Il PRP anche sui capelli!

Dunque, forti anche delle ben note proprietà rigenerative sulle lesioni cutanee e della comprovata sicurezza di questo biomateriale, si è pensato di provarne l'efficacia nel supporto degli interventi chirurgici di autotrapianto, mettendo alla prova tutte queste ipotesi.


I risultati hanno messo in evidenza la capacità del PRP di agire anche sui capelli miniaturizzati cosiddetti "indigeni" (i poveri capelli "originali" che resistono sul cuoio capelluto affetto da calvizie) e di rigenerarli facendo recuperare loro diametro e colore.

A questo punto l'equipe del Dr.
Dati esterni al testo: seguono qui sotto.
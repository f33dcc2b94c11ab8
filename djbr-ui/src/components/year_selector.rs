//! Year dropdown, newest first.

use dioxus::prelude::*;

#[derive(Props, Clone, PartialEq)]
pub struct YearSelectorProps {
    pub years: Vec<i32>,
    pub selected: i32,
    pub on_change: EventHandler<i32>,
}

#[component]
pub fn YearSelector(props: YearSelectorProps) -> Element {
    let on_change = move |evt: Event<FormData>| {
        if let Ok(year) = evt.value().parse::<i32>() {
            props.on_change.call(year);
        }
    };

    rsx! {
        label {
            style: "font-weight: bold; display: flex; flex-direction: column; gap: 4px;",
            "Ano"
            select {
                id: "year-select",
                onchange: on_change,
                for year in props.years.iter() {
                    option {
                        key: "{year}",
                        value: "{year}",
                        selected: *year == props.selected,
                        "{year}"
                    }
                }
            }
        }
    }
}
/// Decode `body` as `W` and convert it, tagging errors with `url`.
pub(crate) fn decode<W, T>(url: &str, body: &str) -> Result<T>
where
    W: for<'de> Deserialize<'de>,
    T: TryFrom<W, Error = ApiError>,
{
    let wire: W = serde_json::from_str(body).map_err(|source| ApiError::Decode {
        url: url.to_string(),
        source,
    })?;
    T::try_from(wire)
}

/// Decode a JSON array, converting every element.
pub(crate) fn decode_list<W, T>(url: &str, body: &str) -> Result<Vec<T>>
where
    W: for<'de> Deserialize<'de>,
    T: TryFrom<W, Error = ApiError>,
{
    let wire: Vec<W> = serde_json::from_str(body).map_err(|source| ApiError::Decode {
        url: url.to_string(),
        source,
    })?;
    wire.into_iter().map(T::try_from).collect()
}

#[cfg(test)]
mod tests {
    use super::*;

    #[test]
    fn agency_decodes_with_collecting_status() {
        let body = r#"{
            "id_orgao": "TJAL",
            "nome": "Tribunal de Justiça do Estado de Alagoas",
            "jurisdicao": "Estadual",
            "entidade": "Tribunal",
            "uf": "AL",
            "ouvidoria": "https://www.tjal.jus.br/ouvidoria",
            "twitter_handle": "",
            "possui_dados": true,
            "collecting": [{"timestamp": {"seconds": 1672531200}, "description": ["ok"], "collecting": true}]
        }"#;
        let agency: Agency = decode::<WireAgency, Agency>("/orgao/tjal", body).unwrap();
        assert_eq!(agency.id, "tjal");
        assert_eq!(agency.state.as_deref(), Some("AL"));
        assert!(agency.twitter_handle.is_none());
        assert!(agency.is_monitored());
        let status = &agency.collecting.as_ref().unwrap()[0];
        assert_eq!(status.timestamp.unwrap().timestamp(), 1672531200);
    }

    #[test]
    fn agency_accepts_coletando_alias() {
        let body = r#"{"id_orgao": "mpac", "coletando": [{"description": ["sem dados"], "collecting": false}]}"#;
        let agency: Agency = decode::<WireAgency, Agency>("/orgao/mpac", body).unwrap();
        assert!(!agency.is_monitored());
        assert!(agency.is_not_collecting());
    }

    #[test]
    fn agency_without_id_is_invalid() {
        let body = r#"{"id_orgao": "  ", "nome": "x"}"#;
        let err = decode::<WireAgency, Agency>("/orgao/x", body).unwrap_err();
        assert!(matches!(err, ApiError::Invalid { what: "agency", .. }));
    }

    #[test]
    fn month_out_of_range_is_rejected() {
        let body = r#"[{"mes": 1, "remuneracao_base": 10.0}, {"mes": 13}]"#;
        let err = decode_list::<WireMonthlyRemuneration, MonthlyRemuneration>("/r", body)
            .unwrap_err();
        assert!(err.to_string().contains("month 13"));
    }

    #[test]
    fn missing_amounts_default_to_zero() {
        let body = r#"[{"mes": 3, "remuneracao_base": 1.5e9}]"#;
        let months =
            decode_list::<WireMonthlyRemuneration, MonthlyRemuneration>("/r", body).unwrap();
        assert_eq!(months[0].month, 3);
        assert_eq!(months[0].other, 0.0);
        assert_eq!(months[0].discounts, 0.0);
    }

    #[test]
    fn wrong_shape_is_a_decode_error() {
        let err = decode::<WireSearchResponse, SearchResponse>("/v2/pesquisar", "[1, 2]")
            .unwrap_err();
        assert!(matches!(err, ApiError::Decode { .. }));
    }

    #[test]
    fn search_response_decodes_rows() {
        let body = r#"{
            "result": [{
                "orgao": "tjal", "mes": 1, "ano": 2023, "matricula": "123",
                "nome": "Fulano", "cargo": "Juiz", "lotacao": "Maceió",
                "categoria_contracheque": "base", "detalhamento_contracheque": "Subsídio",
                "valor": 33689.11
            }],
            "download_available": true,
            "download_limit": 100000,
            "num_rows_if_available": 1
        }"#;
        let response = decode::<WireSearchResponse, SearchResponse>("/s", body).unwrap();
        assert_eq!(response.rows.len(), 1);
        assert_eq!(response.rows[0].workplace, "Maceió");
        assert_eq!(response.download_limit, 100_000);
    }

    #[test]
    fn agency_year_sorts_months_and_keeps_package() {
        let body = r#"{
            "ano": 2022, "orgao": "TJAL",
            "meses": [
                {"mes": 2, "num_membros": 10, "remuneracao_base": 2.0, "timestamp": {"seconds": 200}},
                {"mes": 1, "num_membros": 10, "remuneracao_base": 1.0, "timestamp": {"seconds": 100}}
            ],
            "package": {"url": "u", "hash": "h", "size": 2048}
        }"#;
        let year = decode::<WireAgencyYear, AnnualSummaryData>("/t", body).unwrap();
        assert_eq!(year.agency_id, "tjal");
        assert_eq!(year.months[0].month, 1);
        assert_eq!(year.last_collected().unwrap().timestamp(), 200);
        assert_eq!(year.package.unwrap().size, 2048);
    }

    #[test]
    fn negative_package_size_is_rejected() {
        let body = r#"{"ano": 2022, "meses": [], "package": {"size": -1}}"#;
        let err = decode::<WireAgencyYear, AnnualSummaryData>("/t", body).unwrap_err();
        assert!(matches!(err, ApiError::Invalid { what: "data package", .. }));
    }

    #[test]
    fn agency_index_accepts_object_or_list() {
        let one = r#"{"id_orgao": "tjal", "detalhe": [{"ano": 2022, "mes": 5,
            "indice_transparencia": {"indice_transparencia": 0.5, "indice_completude": 0.4, "indice_facilidade": 0.7}}]}"#;
        let many = format!("[{one}]");
        for body in [one.to_string(), many] {
            let wire: WireAgencyIndexBody = serde_json::from_str(&body).unwrap();
            let list = wire.into_list();
            assert_eq!(list.len(), 1);
        }
    }

    #[test]
    fn negative_score_is_rejected() {
        let body = r#"[{"id_orgao": "tjal", "agregado": {"indice_transparencia": -0.1}}]"#;
        let err = decode_list::<WireAggregateIndex, AggregateIndex>("/i", body).unwrap_err();
        assert!(matches!(err, ApiError::Invalid { .. }));
    }
}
Greco negli Stati Uniti ha deciso di somministrare sperimentalmente il PRP per la cura della calvizie senza chirurgia. 
I risultati sull'aumento dello spessore del fusto sono stati sorprendenti ed hanno portato alla pubblicazione di uno studio.

Da quel momento, dapprima prevalentemente negli U.S.A. ed in Brasile, in seguito in tutto il mondo, molti centri tricologici hanno adottato la tecnologia del PRP per arrestare la caduta dei capelli. 

L'entusiasmo iniziale però ha portato all'applicazione di questa metodica spesso con scarso approfondimento delle problematiche tecniche e senza una reale esperienza sulla corretto processamento del materiale biologico. In assenza di una standardizzazione, tanti centri diversi hanno utilizzato e continuano ad utilizzare una varietà di protocolli differenti, che vengono però associati ad un unico nome: "PRP".

Tutta questa variabilità nelle metodiche e dunque nei risultati ha contribuito alla nascita di una grande nube polemica attorno alla metodica del PRP, attribuendogli risultati altalenanti e mirando a screditare il procedimento in toto.
In realtà, come già successo precedentemente nell'impiego del PRP per la cura di altre patologie, sembra che gli insuccessi siano da ascrivere principalmente al tipo di protocollo utilizzato ed alla capacità dello staff che esegue la procedura (vedi: falloplastica o ncbi). 
Appaiono fondamentali nel buon esito della procedura aspetti come la giusta concentrazione piastrinica, il protocollo di trattamento del plasma e la variabilità individuale nella concentrazione di fattori di crescita nel sangue (vedi: ncbi ).

 

Perché funziona sui capelli?

Recentemente è stato scoperto che le cellule staminali della zona del "bulge" nei follicoli di pazienti affetti da calvizie sono in arresto funzionale, cioè sono bloccate in uno stato di "riposo" in attesa di ricevere un segnale di attivazione.
Il PRP è in grado di fornire lo stimolo di attivazione in quanto alcuni dei fattori di crescita che contiene sono il segnale fisiologico per indurre le cellule staminali a rientrare nel ciclo cellulare e replicarsi.
Le staminali attive del follicolo possono tornare a svolgere la loro funzione e ripristinare il ciclo fisiologico di crescita del capello.